Buggenhout subsequently set his sights on becoming a sculptor. In so doing, he went in search of a direct visual language without any literal references to the real world. This principle had previously come to the fore in 1960s minimal art, which – albeit with a strictly geometric visual language – also renounced symbolic meaning. Although Buggenhout acknowledges the link, he sees himself more as a late adept of Romanticism. Nineteenth-century Romantics understood that people would never be able to grasp the world in all its complexity. But whereas they depicted this impossibility through symbolic imagery, Buggenhout pursues the autonomy of the pure object. His fondness for boli art from Mali and Togo is therefore telling. Boli votive sculptures of the West African Bambara people are only symbolic if they have been subjected to rituals. Every rite gives the figurine a new identity until it is so laden with sacrificial layers that the sculpture itself becomes meaningless. Only then does it achieve true ‘autonomy’. With this mindset, Buggenhout developed what he calls his ‘analogue’ visual language. It is based on the idea that there is no longer any correct perspective from which to comprehend reality. Method and technique coincide with meaning, without supporting it (as with most other contemporary artworks). For Buggenhout, the ‘meaning’ of his sculptures does not reference the real world, but actually is the reality.
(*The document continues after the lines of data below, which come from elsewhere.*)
#[cfg(target_arch = "x86_64")]
pub mod linux_x86_64;

#[cfg(target_arch = "x86_64")]
pub use linux_x86_64::Handler as NativeHandler;

use crate::syscalls::{Syscall, SyscallEntry};

pub type SyscallRegs = libc::user_regs_struct;

/// Architecture-specific knowledge: where the syscall number, arguments and return value live in
/// the registers, and which numbers denote which syscalls
pub trait PlatformHandler {
    fn entry(&self, regs: &SyscallRegs) -> SyscallEntry;
    fn return_value(&self, regs: &SyscallRegs) -> i64;
    fn classify(&self, number: i64) -> Syscall;
}
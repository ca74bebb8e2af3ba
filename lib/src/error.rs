use std::io;
use std::path::PathBuf;

use nix::unistd::Pid;
use thiserror::Error;

/// Errors that end a tracing session
#[derive(Debug, Error)]
pub enum TraceError {
    /// A syscall that is neither handled nor explicitly ignored. Silently skipping it could miss a
    /// real dependency, so the session is aborted.
    #[error("unhandled syscall {number} issued by process {pid}")]
    UnhandledSyscall { number: i64, pid: Pid },

    #[error("tracing error for process {pid}: {source}")]
    Tracing {
        pid: Pid,
        #[source]
        source: nix::Error,
    },

    #[error("unable to start tracee: {0}")]
    Spawn(String),

    #[error(transparent)]
    Io(#[from] io::Error),
}

/// A path argument that could not be turned into a file identity. These are recovered from: the
/// edge is skipped and a diagnostic is kept.
#[derive(Debug, Error)]
pub enum PathResolutionError {
    #[error("unable to read memory of process {pid} at 0x{addr:X}")]
    Memory { pid: Pid, addr: usize },

    #[error("string at 0x{addr:X} is not nul-terminated within {max_len} bytes")]
    NotNulTerminated { addr: usize, max_len: usize },

    #[error("descriptor {fd} is not open in process {pid}")]
    BadDirFd { pid: Pid, fd: i32 },

    #[error("unable to query {path:?}: {source}")]
    Metadata {
        path: PathBuf,
        #[source]
        source: io::Error,
    },
}
use log::{Level, Metadata, Record};

pub struct AppLogger;

impl log::Log for AppLogger {
    fn enabled(&self, metadata: &Metadata) -> bool {
        metadata.level() <= log::max_level()
    }

    fn log(&self, record: &Record) {
        let prefix = match record.level() {
            Level::Error => "ERROR: ",
            Level::Warn => "WARNING: ",
            _ => "",
        };
        if self.enabled(record.metadata()) {
            eprintln!("{}{}", prefix, record.args());
        }
    }

    fn flush(&self) {}
}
His oeuvre displays a broad material and formal diversity within this conceptual framework. The artist’s works can, however, be divided into series. Buggenhout started working with cow stomachs in the late 1990s. He used these as sheaths for abstract, organic sculptures, to which he appended titles such as ‘Eskimo Blues’. The series culminated a decade later in another group of works entitled ‘Mont Ventoux’. The starting point was the poet Petrarch, who claimed, after climbing Mont Ventoux, that he was the first person since antiquity to climb a mountain for the view. In so doing, he forgot the fact of the mountain on which he stood, which illustrates Buggenhout’s idea that it is impossible to have any kind of all-encompassing view on reality. The first half of the 2000s saw the creation of the ‘The Blind Leading the Blind’ and the ‘Gorgo’ series. The former comprises monumental amorphous sculptures, mostly made from industrial waste and carefully coated with dust by Buggenhout. They resemble archaeological objects from a distant, post-industrial future. In the latter series, Buggenhout combined industrial and organic materials, including pig’s blood and horsehair. ‘Gorgo’ is a pseudonym for the Greek goddess of revenge, Medusa, who turned anyone who looked at her into stone.
Buggenhout’s sculptures offer us, both literally and figuratively, no perspective. According to the artist, we live in a time without protagonists, primordial meaning or truths. His works are radically contemporary in the sense that they suggest no subject or meaning, just a fragmented view on reality.